その他にもいろいろあるかと思いますが、これこそが「経営革新」と言われるものなのです。これからはこのような考え方が会社経営にとって非常に重要となります。できない、ないと決めつければ、将来はありません。それでジエンドです。少し「経営心」を持って会社の経営をすることが大切だと思います。

(2)各資産・負債を圧縮する
もうひとつの方法が、分子を小さくすることです。特に売上債権、棚卸資産、固定資産、買入債務を小さくすることが重要です。これらも頭ごなしに「難しい」と言われますが、そんなことは全然ありません。何も100点満点を取る必要はないのです。20点でも50点でも取れれば、それが「経営改善」なのです。そう考えれば、必ず、改善できる筈です。逆に言えば、100点満点の経営をされているのですか?私はそんな会社を見たことがありません。

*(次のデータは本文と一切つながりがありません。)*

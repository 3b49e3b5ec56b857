mod agent;
mod archive;
mod backup;
mod broker;
mod config;
mod download;
mod error;
mod instance;
mod outbound;
mod pacer;
mod paths;
mod process;
mod snapshot;
mod steamcmd;
mod telemetry;
mod validation;
mod work;

use std::path::PathBuf;
use std::sync::Arc;

use reqwest::Client;

pub use agent::Agent;
pub use broker::{
    BrokerSettings, CommunicationBroker, ControlPlane, DrainReport, HttpControlPlane,
};
pub use config::{load_config, save_config, AgentConfig};
pub use error::{AgentError, ErrorKind, Result};
pub use instance::{
    enforce_config_files, is_internally_connectable, merge_ini, merge_json, query_a2s_info,
    ConfigEntry, ConfigFormat, ConfigSet, EngineSettings, GameServerInstance, InstanceRegistry,
    InstanceSource, LifecycleEngine, LocationPointer, ResourceRole, ServerState, StatusReporter,
};
pub use outbound::{
    HostCheckIn, OutboundMessage, OutboundQueue, RetryableOutboundMessage, ServerStateReport,
    WorkStatusUpdate,
};
pub use pacer::{shutdown_channel, IntervalPacer, Shutdown, ShutdownTrigger};
pub use paths::{default_data_dir, AgentPaths};
pub use process::{
    force_kill, graceful_shutdown, is_port_bound, is_process_alive, run_process, LaunchSpec,
    ProcessControl, RunOutcome, RunRequest, RunningProcess, SystemProcessControl,
};
pub use steamcmd::{
    cleanup_cache, ensure_installed, fresh_reset, SteamCmd, SteamCmdCommand, SteamCmdExecutor,
    SteamCmdProcess, SweepReport,
};
pub use telemetry::ResourcePoller;
pub use validation::{parse_registration_url, Registration};
pub use work::{
    AgentWorkExecutor, GameServerOrder, StatusUpdateOrder, TargetCategory, TargetType,
    WorkExecutor, WorkItem, WorkQueue, WorkStatus,
};

/// Options taken from the command line.
#[derive(Debug, Clone, Default)]
pub struct RunOptions {
    /// Data directory; `$GSM_AGENT_HOME` or `~/.gsm_agent` when absent.
    pub data_dir: Option<PathBuf>,
}

/// Start the agent and block until Ctrl-C.
///
/// Fails before any loop starts when the config or registration URL is
/// invalid, or when SteamCMD cannot be installed.
pub async fn run(options: RunOptions) -> Result<()> {
    let root = match options.data_dir {
        Some(dir) => dir,
        None => default_data_dir()?,
    };
    let paths = AgentPaths::new(root);
    paths.ensure_data_dirs()?;
    let config = load_config(&paths)?;

    let client = Client::builder().timeout(config.http_timeout()).build()?;
    let control = Arc::new(HttpControlPlane::from_config(client.clone(), &config)?);
    let steam = SteamCmd::new(
        Arc::new(SteamCmdProcess::new(paths.steamcmd_exe())),
        config.steam_username.clone(),
    );

    log::info!("Bootstrapping SteamCMD in {:?}", paths.steamcmd_dir());
    ensure_installed(&client, &paths, &steam).await?;

    let agent = Arc::new(Agent::assemble(
        config,
        paths,
        client,
        steam,
        Arc::new(SystemProcessControl::new()),
        control,
    ));

    let (trigger, shutdown) = shutdown_channel();
    tokio::spawn(async move {
        match tokio::signal::ctrl_c().await {
            Ok(()) => log::info!("Received Ctrl-C"),
            Err(e) => log::error!("Failed to listen for Ctrl-C: {}", e),
        }
        trigger.trigger();
    });

    agent.run(shutdown).await
}
//! Enforce declared key/value pairs in a game server's own config files.
//!
//! Merges only ever add or overwrite the declared keys; every other section,
//! key, comment and line in the file is left as it was.

use std::fs;
use std::path::Path;

use serde_json::{Map, Value};

use super::types::{ConfigEntry, ConfigFormat, GameServerInstance};
use crate::error::{AgentError, Result};

/// Apply every resource's `ConfigSet` under `install_dir`. Returns the number of files rewritten.
pub fn enforce_config_files(install_dir: &Path, instance: &GameServerInstance) -> Result<usize> {
    let mut written = 0;
    for resource in &instance.resources {
        let Some(config) = &resource.config else {
            continue;
        };
        if config.entries.is_empty() {
            continue;
        }

        let path = GameServerInstance::resolve(install_dir, resource)?;
        let existing = match fs::read_to_string(&path) {
            Ok(content) => content,
            Err(e) if e.kind() == std::io::ErrorKind::NotFound => String::new(),
            Err(e) => {
                return Err(AgentError::io(format!(
                    "Failed to read config file {:?}: {}",
                    path, e
                )))
            }
        };

        let merged = match config.format {
            ConfigFormat::Ini => merge_ini(&existing, &config.entries),
            ConfigFormat::Json => merge_json(&existing, &config.entries)
                .map_err(|e| AgentError::io(format!("Config file {:?}: {}", path, e)))?,
        };
        if merged == existing {
            continue;
        }

        if let Some(parent) = path.parent() {
            fs::create_dir_all(parent)?;
        }
        fs::write(&path, merged)
            .map_err(|e| AgentError::io(format!("Failed to write config file {:?}: {}", path, e)))?;
        log::debug!("Enforced {} key(s) in {:?}", config.entries.len(), path);
        written += 1;
    }
    Ok(written)
}

fn section_name(line: &str) -> Option<&str> {
    let trimmed = line.trim();
    trimmed
        .strip_prefix('[')
        .and_then(|rest| rest.strip_suffix(']'))
        .map(str::trim)
}

fn line_key(line: &str) -> Option<&str> {
    let trimmed = line.trim_start();
    if trimmed.starts_with(';') || trimmed.starts_with('#') {
        return None;
    }
    trimmed.split_once('=').map(|(key, _)| key.trim())
}

/// Merge entries into INI text. `category` is the section; empty means before any section.
pub fn merge_ini(existing: &str, entries: &[ConfigEntry]) -> String {
    let newline = if existing.contains("\r\n") { "\r\n" } else { "\n" };
    let mut lines: Vec<String> = existing.lines().map(str::to_string).collect();

    for entry in entries {
        let assignment = format!("{}={}", entry.key, entry.value);

        // Section span: [start, end) of the lines belonging to it, start after the header.
        let span = if entry.category.is_empty() {
            let end = lines
                .iter()
                .position(|l| section_name(l).is_some())
                .unwrap_or(lines.len());
            Some((0, end))
        } else {
            lines
                .iter()
                .position(|l| {
                    section_name(l).is_some_and(|s| s.eq_ignore_ascii_case(&entry.category))
                })
                .map(|header| {
                    let start = header + 1;
                    let end = lines[start..]
                        .iter()
                        .position(|l| section_name(l).is_some())
                        .map_or(lines.len(), |offset| start + offset);
                    (start, end)
                })
        };

        let Some((start, end)) = span else {
            if lines.last().is_some_and(|l| !l.trim().is_empty()) {
                lines.push(String::new());
            }
            lines.push(format!("[{}]", entry.category));
            lines.push(assignment);
            continue;
        };

        let existing_key = (start..end).find(|&i| {
            line_key(&lines[i]).is_some_and(|k| k.eq_ignore_ascii_case(&entry.key))
        });
        match existing_key {
            Some(i) => lines[i] = assignment,
            None => {
                // After the last non-blank line of the section.
                let insert_at = (start..end)
                    .rev()
                    .find(|&i| !lines[i].trim().is_empty())
                    .map_or(start, |i| i + 1);
                lines.insert(insert_at, assignment);
            }
        }
    }

    let mut merged = lines.join(newline);
    if !merged.is_empty() {
        merged.push_str(newline);
    }
    merged
}

fn json_value_for(existing: Option<&Value>, raw: &str) -> Value {
    match existing {
        Some(Value::String(_)) => Value::String(raw.to_string()),
        _ => serde_json::from_str::<Value>(raw)
            .ok()
            .filter(|v| !v.is_object() && !v.is_array())
            .unwrap_or_else(|| Value::String(raw.to_string())),
    }
}

/// Merge entries into a JSON document. `category` is a dotted object path; empty means the root.
pub fn merge_json(existing: &str, entries: &[ConfigEntry]) -> std::result::Result<String, String> {
    let mut root = if existing.trim().is_empty() {
        Value::Object(Map::new())
    } else {
        serde_json::from_str::<Value>(existing).map_err(|e| format!("invalid JSON: {e}"))?
    };

    for entry in entries {
        let mut node = &mut root;
        for segment in entry.category.split('.').filter(|s| !s.is_empty()) {
            node = node
                .as_object_mut()
                .ok_or_else(|| format!("'{}' is not an object", entry.category))?
                .entry(segment.to_string())
                .or_insert_with(|| Value::Object(Map::new()));
        }
        let map = node
            .as_object_mut()
            .ok_or_else(|| format!("'{}' is not an object", entry.category))?;
        let value = json_value_for(map.get(&entry.key), &entry.value);
        map.insert(entry.key.clone(), value);
    }

    let mut merged = serde_json::to_string_pretty(&root).map_err(|e| e.to_string())?;
    merged.push('\n');
    if merged.trim() == existing.trim() {
        return Ok(existing.to_string());
    }
    Ok(merged)
}
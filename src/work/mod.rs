//! Work orders pulled from the control server and their execution.

mod dispatch;
mod queue;
mod types;

pub use dispatch::{AgentWorkExecutor, GameServerOrder, StatusUpdateOrder};
pub use queue::{WorkExecutor, WorkQueue};
pub use types::{TargetCategory, TargetType, WorkItem, WorkStatus};
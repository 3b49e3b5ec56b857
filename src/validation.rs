use reqwest::Url;
use uuid::Uuid;

use crate::error::{AgentError, Result};

/// Host identity extracted from a registration URL.
#[derive(Debug, Clone, PartialEq, Eq)]
pub struct Registration {
    pub host_id: Uuid,
    pub key: String,
    /// Registration URL without its query string.
    pub endpoint: String,
}

/// Parse a registration URL of the form `<endpoint>?host=<uuid>&key=<key>`.
///
/// Rejected locally, before any network call, when either parameter is missing
/// or the host id is not a UUID.
pub fn parse_registration_url(raw: &str) -> Result<Registration> {
    let url = Url::parse(raw.trim())
        .map_err(|e| AgentError::registration(format!("Invalid registration url: {}", e)))?;

    let mut host = None;
    let mut key = None;
    for (name, value) in url.query_pairs() {
        match name.as_ref() {
            "host" => host = Some(value.into_owned()),
            "key" => key = Some(value.into_owned()),
            _ => {}
        }
    }

    let host = host
        .filter(|h| !h.is_empty())
        .ok_or_else(|| AgentError::registration("Registration url is missing the host id"))?;
    let key = key
        .filter(|k| !k.is_empty())
        .ok_or_else(|| AgentError::registration("Registration url is missing the key"))?;
    let host_id = Uuid::parse_str(&host)
        .map_err(|_| AgentError::registration("Registration host id is not a valid id"))?;

    let mut endpoint = url.clone();
    endpoint.set_query(None);

    Ok(Registration {
        host_id,
        key,
        endpoint: endpoint.to_string(),
    })
}
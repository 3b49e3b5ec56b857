//! Install, update and uninstall through SteamCMD.

use std::fs;
use std::path::Path;

use super::reporter::StatusReporter;
use super::types::{GameServerInstance, ServerState};
use super::LifecycleEngine;
use crate::error::{AgentError, Result};
use crate::paths::AgentPaths;

/// Remove workshop item directories that are no longer in `mod_list`.
fn prune_workshop_content(install_dir: &Path, steam_game_id: u32, mod_list: &[u64]) -> usize {
    let content_dir = AgentPaths::workshop_content_dir(install_dir, steam_game_id);
    let Ok(entries) = fs::read_dir(&content_dir) else {
        return 0;
    };

    let mut removed = 0;
    for entry in entries.flatten() {
        let path = entry.path();
        if !path.is_dir() {
            continue;
        }
        let keep = entry
            .file_name()
            .to_str()
            .and_then(|n| n.parse::<u64>().ok())
            .is_some_and(|id| mod_list.contains(&id));
        if keep {
            continue;
        }
        match fs::remove_dir_all(&path) {
            Ok(()) => {
                log::info!("Removed orphaned workshop content {:?}", path);
                removed += 1;
            }
            Err(e) => log::warn!("Failed to remove workshop content {:?}: {}", path, e),
        }
    }
    removed
}

impl LifecycleEngine {
    /// Download the app and, for modded servers, every workshop item.
    async fn deploy(
        &self,
        instance: &GameServerInstance,
        validate: bool,
        reporter: &StatusReporter,
    ) -> Result<()> {
        let install_dir = self.install_dir(&instance.id);
        fs::create_dir_all(&install_dir).map_err(|e| {
            AgentError::io(format!("Failed to create install dir {:?}: {}", install_dir, e))
        })?;

        reporter.progress(format!(
            "Running SteamCMD app_update {} for {}",
            instance.steam_tool_id, instance.name
        ));
        self.steam
            .app_update(&install_dir, instance.steam_tool_id, validate)
            .await?;

        if instance.modded {
            self.install_mods(instance, &install_dir, validate, reporter)
                .await?;
        }
        Ok(())
    }

    async fn install_mods(
        &self,
        instance: &GameServerInstance,
        install_dir: &Path,
        validate: bool,
        reporter: &StatusReporter,
    ) -> Result<()> {
        let total = instance.mod_list.len();
        let mut failed = Vec::new();
        for (index, mod_id) in instance.mod_list.iter().enumerate() {
            reporter.progress(format!(
                "Downloading workshop item {} ({}/{})",
                mod_id,
                index + 1,
                total
            ));
            if let Err(e) = self
                .steam
                .workshop_download(install_dir, instance.steam_game_id, *mod_id, validate)
                .await
            {
                log::warn!("Workshop item {} failed: {}", mod_id, e);
                failed.push(*mod_id);
            }
        }

        let dir = install_dir.to_path_buf();
        let game_id = instance.steam_game_id;
        let mods = instance.mod_list.clone();
        let pruned =
            tokio::task::spawn_blocking(move || prune_workshop_content(&dir, game_id, &mods))
                .await?;
        if pruned > 0 {
            reporter.progress(format!("Removed {} unused workshop item(s)", pruned));
        }

        if failed.is_empty() {
            Ok(())
        } else {
            Err(AgentError::steamcmd(format!(
                "{} of {} workshop item(s) failed: {:?}",
                failed.len(),
                total,
                failed
            )))
        }
    }

    /// Install a new game server from the work payload. Leaves it `Shutdown`.
    pub async fn install(
        &self,
        payload: &GameServerInstance,
        validate: bool,
        reporter: &StatusReporter,
    ) -> Result<String> {
        let id = payload.id;
        if !payload.has_requirements_to_install() {
            return Err(AgentError::missing_requirements(
                &id.to_string(),
                "instance id and steam tool id",
            ));
        }

        let mut instance = payload.clone();
        match self.registry.get(&id) {
            Some(existing) => {
                self.ensure_ready_to_update(&existing)?;
                instance.server_state = existing.server_state;
                instance.last_state_update = existing.last_state_update;
            }
            None => instance.server_state = ServerState::Unknown,
        }
        self.registry.upsert(instance.clone());
        self.transition(&id, ServerState::Installing, reporter)?;

        match self.deploy(&instance, validate, reporter).await {
            Ok(()) => {
                self.transition(&id, ServerState::Shutdown, reporter)?;
                Ok(format!("Installed {} (app {})", instance.name, instance.steam_tool_id))
            }
            Err(e) => {
                self.transition(&id, ServerState::Unknown, reporter)?;
                Err(e)
            }
        }
    }

    /// Update an installed game server. The payload's definition replaces the
    /// registered one unless it is only an id reference.
    pub async fn update(
        &self,
        payload: &GameServerInstance,
        validate: bool,
        reporter: &StatusReporter,
    ) -> Result<String> {
        let existing = self.resolve(payload);
        self.ensure_ready_to_update(&existing)?;

        let mut instance = if payload.steam_tool_id != 0 {
            payload.clone()
        } else {
            existing.clone()
        };
        if instance.steam_tool_id == 0 {
            return Err(AgentError::missing_requirements(
                &instance.id.to_string(),
                "steam tool id",
            ));
        }
        instance.server_state = existing.server_state;
        instance.last_state_update = existing.last_state_update;
        self.registry.upsert(instance.clone());

        let previous = self.transition(&instance.id, ServerState::Updating, reporter)?;
        match self.deploy(&instance, validate, reporter).await {
            Ok(()) => {
                self.transition(&instance.id, ServerState::Shutdown, reporter)?;
                Ok(format!("Updated {} (app {})", instance.name, instance.steam_tool_id))
            }
            Err(e) => {
                self.transition(&instance.id, previous, reporter)?;
                Err(e)
            }
        }
    }

    /// Stop the server if running and delete its install root. Safe to repeat.
    pub async fn uninstall(
        &self,
        payload: &GameServerInstance,
        reporter: &StatusReporter,
    ) -> Result<String> {
        let id = payload.id;
        let instance = self.registry.get(&id).unwrap_or_else(|| payload.clone());
        let install_dir = self.install_dir(&id);

        if self.registry.contains(&id) {
            self.transition(&id, ServerState::Uninstalling, reporter)?;
        }

        if !instance.process_name.is_empty() {
            if let Some(process) = self
                .processes
                .find_running(&instance.process_name, &install_dir)
                .await?
            {
                reporter.progress(format!("Stopping {} before uninstall", instance.name));
                self.processes
                    .terminate(&process, self.settings.stop_grace_period)
                    .await?;
            }
        }

        if install_dir.exists() {
            reporter.progress(format!("Deleting {:?}", install_dir));
            let dir = install_dir.clone();
            tokio::task::spawn_blocking(move || fs::remove_dir_all(&dir))
                .await?
                .map_err(|e| {
                    AgentError::io(format!("Failed to delete {:?}: {}", install_dir, e))
                })?;
        }

        self.registry.remove(&id);
        reporter.server_state(id, ServerState::Uninstalled);
        Ok(format!("Uninstalled {}", instance.name))
    }
}
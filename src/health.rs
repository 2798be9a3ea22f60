//! Connection health classification.
//!
//! Distinguishes session-fatal error codes ("the connection is unusable,
//! discard it and reconnect") from statement-level failures on an
//! otherwise healthy session (constraint violations, no-data-found).
//! The caller's retry logic consults this immediately after a failed
//! session operation.

/// Error codes that mean the session or its transport is gone.
///
/// Kept sorted for binary search; add new codes in numeric order.
const BAD_CONNECTION_CODES: &[u32] = &[
    28,    // your session has been killed
    1012,  // not logged on
    1033,  // ORACLE initialization or shutdown in progress
    1034,  // ORACLE not available
    1089,  // immediate shutdown in progress
    3113,  // end-of-file on communication channel
    3114,  // not connected to ORACLE
    3135,  // connection lost contact
    12170, // TNS: connect timeout occurred
    12528, // TNS: listener blocking new connections
    12537, // TNS: connection closed
];

/// Check whether a vendor error code marks the connection as unusable.
///
/// Accepts the `"ORA-NNNNN"` form, with or without trailing message text
/// (`"ORA-03114: not connected to ORACLE"`). Anything that does not parse
/// as an ORA code classifies as healthy.
pub fn is_bad_connection(error_code: &str) -> bool {
    parse_error_code(error_code).is_some_and(is_bad_connection_code)
}

/// Numeric-code variant of [`is_bad_connection`].
pub fn is_bad_connection_code(code: u32) -> bool {
    BAD_CONNECTION_CODES.binary_search(&code).is_ok()
}

fn parse_error_code(error_code: &str) -> Option<u32> {
    let digits = error_code.strip_prefix("ORA-")?;
    let end = digits
        .find(|c: char| !c.is_ascii_digit())
        .unwrap_or(digits.len());
    if end == 0 {
        return None;
    }
    digits[..end].parse().ok()
}
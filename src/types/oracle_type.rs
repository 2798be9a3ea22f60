//! Oracle column types targeted by the coercion engine.
//!
//! The declared SQL type of a bind placeholder or result column decides
//! which native representation the coercion engine produces or consumes.
//! The ANSI aliases collapse into their Oracle storage forms here:
//! INTEGER/INT/SMALLINT are NUMBER(38,0), FLOAT is NUMBER with binary
//! precision 126, REAL with 63.

use crate::error::{Error, Result};

/// Oracle data type with type-specific attributes.
#[derive(Debug, Clone, PartialEq)]
pub enum OracleType {
    /// VARCHAR2(max_size) - variable-length string.
    Varchar2 { max_size: u32 },
    /// CHAR(size) - fixed-length string.
    Char { max_size: u32 },
    /// NUMBER(precision, scale) - fixed-point numeric.
    Number { precision: u8, scale: i8 },
    /// ANSI FLOAT/REAL - NUMBER with binary precision, IEEE double
    /// semantics at the driver boundary.
    Float { binary_precision: u8 },
    /// BINARY_FLOAT - IEEE single precision.
    BinaryFloat,
    /// BINARY_DOUBLE - IEEE double precision.
    BinaryDouble,
    /// DATE - date/time at second granularity, no timezone.
    Date,
    /// TIMESTAMP - fractional seconds, no timezone.
    Timestamp,
    /// TIMESTAMP WITH TIME ZONE.
    TimestampTz,
    /// TIMESTAMP WITH LOCAL TIME ZONE.
    TimestampLtz,
    /// INTERVAL YEAR TO MONTH.
    IntervalYm,
    /// INTERVAL DAY TO SECOND.
    IntervalDs,
    /// RAW(max_size) - binary data.
    Raw { max_size: u32 },
    /// LONG - legacy large text type.
    Long,
    /// LONG RAW - legacy large binary type.
    LongRaw,
    /// CLOB - Character Large Object.
    Clob,
    /// NCLOB - National Character Large Object.
    Nclob,
    /// BLOB - Binary Large Object.
    Blob,
    /// ROWID - row address, fetched as text.
    Rowid,
}

impl OracleType {
    /// Create from a declared SQL type name and its metadata.
    ///
    /// Returns `Err(Error::UnsupportedColumnType)` for unknown names.
    pub fn from_declared(name: &str, precision: u8, scale: i8, max_size: u32) -> Result<Self> {
        let upper = name.trim().to_ascii_uppercase();
        match upper.as_str() {
            "NUMBER" | "DEC" | "DECIMAL" | "NUMERIC" => Ok(OracleType::Number { precision, scale }),
            "INTEGER" | "INT" | "SMALLINT" => Ok(OracleType::Number {
                precision: 38,
                scale: 0,
            }),
            "FLOAT" => Ok(OracleType::Float {
                binary_precision: 126,
            }),
            "REAL" => Ok(OracleType::Float {
                binary_precision: 63,
            }),
            "BINARY_FLOAT" => Ok(OracleType::BinaryFloat),
            "BINARY_DOUBLE" => Ok(OracleType::BinaryDouble),
            "DATE" => Ok(OracleType::Date),
            "TIMESTAMP" => Ok(OracleType::Timestamp),
            "TIMESTAMP WITH TIME ZONE" => Ok(OracleType::TimestampTz),
            "TIMESTAMP WITH LOCAL TIME ZONE" => Ok(OracleType::TimestampLtz),
            "INTERVAL YEAR TO MONTH" => Ok(OracleType::IntervalYm),
            "INTERVAL DAY TO SECOND" => Ok(OracleType::IntervalDs),
            "RAW" => Ok(OracleType::Raw { max_size }),
            "LONG" => Ok(OracleType::Long),
            "LONG RAW" => Ok(OracleType::LongRaw),
            "VARCHAR2" | "NVARCHAR2" | "VARCHAR" => Ok(OracleType::Varchar2 { max_size }),
            "CHAR" | "NCHAR" => Ok(OracleType::Char { max_size }),
            "CLOB" => Ok(OracleType::Clob),
            "NCLOB" => Ok(OracleType::Nclob),
            "BLOB" => Ok(OracleType::Blob),
            "ROWID" | "UROWID" => Ok(OracleType::Rowid),
            _ => Err(Error::UnsupportedColumnType {
                name: name.to_string(),
            }),
        }
    }

    /// Get precision (for Number types, 0 otherwise).
    pub fn precision(&self) -> u8 {
        match self {
            OracleType::Number { precision, .. } => *precision,
            _ => 0,
        }
    }

    /// Get scale (for Number types, 0 otherwise).
    pub fn scale(&self) -> i8 {
        match self {
            OracleType::Number { scale, .. } => *scale,
            _ => 0,
        }
    }

    /// Whether the type stores fixed-point decimals.
    pub fn is_fixed_point(&self) -> bool {
        matches!(self, OracleType::Number { .. })
    }

    /// Whether the type carries character data.
    pub fn is_character(&self) -> bool {
        matches!(
            self,
            OracleType::Varchar2 { .. }
                | OracleType::Char { .. }
                | OracleType::Long
                | OracleType::Clob
                | OracleType::Nclob
                | OracleType::Rowid
        )
    }

    /// Whether the type carries binary data.
    pub fn is_binary(&self) -> bool {
        matches!(
            self,
            OracleType::Raw { .. } | OracleType::LongRaw | OracleType::Blob
        )
    }
}

impl std::fmt::Display for OracleType {
    fn fmt(&self, f: &mut std::fmt::Formatter<'_>) -> std::fmt::Result {
        match self {
            OracleType::Varchar2 { max_size } => write!(f, "VARCHAR2({})", max_size),
            OracleType::Char { max_size } => write!(f, "CHAR({})", max_size),
            OracleType::Number { precision, scale } => {
                if *precision == 0 && *scale == 0 {
                    write!(f, "NUMBER")
                } else if *scale == 0 {
                    write!(f, "NUMBER({})", precision)
                } else {
                    write!(f, "NUMBER({},{})", precision, scale)
                }
            }
            OracleType::Float { binary_precision } => write!(f, "FLOAT({})", binary_precision),
            OracleType::BinaryFloat => write!(f, "BINARY_FLOAT"),
            OracleType::BinaryDouble => write!(f, "BINARY_DOUBLE"),
            OracleType::Date => write!(f, "DATE"),
            OracleType::Timestamp => write!(f, "TIMESTAMP"),
            OracleType::TimestampTz => write!(f, "TIMESTAMP WITH TIME ZONE"),
            OracleType::TimestampLtz => write!(f, "TIMESTAMP WITH LOCAL TIME ZONE"),
            OracleType::IntervalYm => write!(f, "INTERVAL YEAR TO MONTH"),
            OracleType::IntervalDs => write!(f, "INTERVAL DAY TO SECOND"),
            OracleType::Raw { max_size } => write!(f, "RAW({})", max_size),
            OracleType::Long => write!(f, "LONG"),
            OracleType::LongRaw => write!(f, "LONG RAW"),
            OracleType::Clob => write!(f, "CLOB"),
            OracleType::Nclob => write!(f, "NCLOB"),
            OracleType::Blob => write!(f, "BLOB"),
            OracleType::Rowid => write!(f, "ROWID"),
        }
    }
}

#[cfg(test)]
mod tests {
    use super::*;

    #[test]
    fn test_from_declared_number_aliases() {
        for name in ["NUMBER", "DEC", "DECIMAL", "NUMERIC"] {
            let t = OracleType::from_declared(name, 38, 10, 0).unwrap();
            assert_eq!(
                t,
                OracleType::Number {
                    precision: 38,
                    scale: 10
                }
            );
        }
    }

    #[test]
    fn test_from_declared_integer_aliases() {
        for name in ["INTEGER", "INT", "SMALLINT"] {
            let t = OracleType::from_declared(name, 0, 0, 0).unwrap();
            assert_eq!(
                t,
                OracleType::Number {
                    precision: 38,
                    scale: 0
                }
            );
        }
    }

    #[test]
    fn test_from_declared_float_aliases() {
        assert_eq!(
            OracleType::from_declared("FLOAT", 0, 0, 0).unwrap(),
            OracleType::Float {
                binary_precision: 126
            }
        );
        assert_eq!(
            OracleType::from_declared("REAL", 0, 0, 0).unwrap(),
            OracleType::Float {
                binary_precision: 63
            }
        );
    }

    #[test]
    fn test_from_declared_case_insensitive() {
        assert_eq!(
            OracleType::from_declared("binary_double", 0, 0, 0).unwrap(),
            OracleType::BinaryDouble
        );
    }

    #[test]
    fn test_from_declared_unknown() {
        let t = OracleType::from_declared("XMLTYPE", 0, 0, 0);
        assert!(matches!(t, Err(Error::UnsupportedColumnType { .. })));
    }

    #[test]
    fn test_display() {
        assert_eq!(
            format!("{}", OracleType::Varchar2 { max_size: 50 }),
            "VARCHAR2(50)"
        );
        assert_eq!(
            format!(
                "{}",
                OracleType::Number {
                    precision: 10,
                    scale: 2
                }
            ),
            "NUMBER(10,2)"
        );
        assert_eq!(
            format!(
                "{}",
                OracleType::Number {
                    precision: 0,
                    scale: 0
                }
            ),
            "NUMBER"
        );
        assert_eq!(
            format!("{}", OracleType::IntervalDs),
            "INTERVAL DAY TO SECOND"
        );
    }
}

時代は“本当”に変わり、もう中小企業だからという「甘え」は許されません。「会計資料」という自社の診断書を読みこなし、自社の症状を自ら発見し、自らその処方箋・戦術を考え、全社にそのことを明らかにして実行していくことが大事です。中小企業も大企業と同様、「経営心」を持って会社経営にあたることが重要です。「会計資料が読めない、読まない」ということは、そこに経営の危機が迫っていることにすら気づくことができず、表面化したときには「倒産」という憂き目に会うということです。ぜひ、自社にちょっとした「チェンジ」というスパイスをふりかけましょう。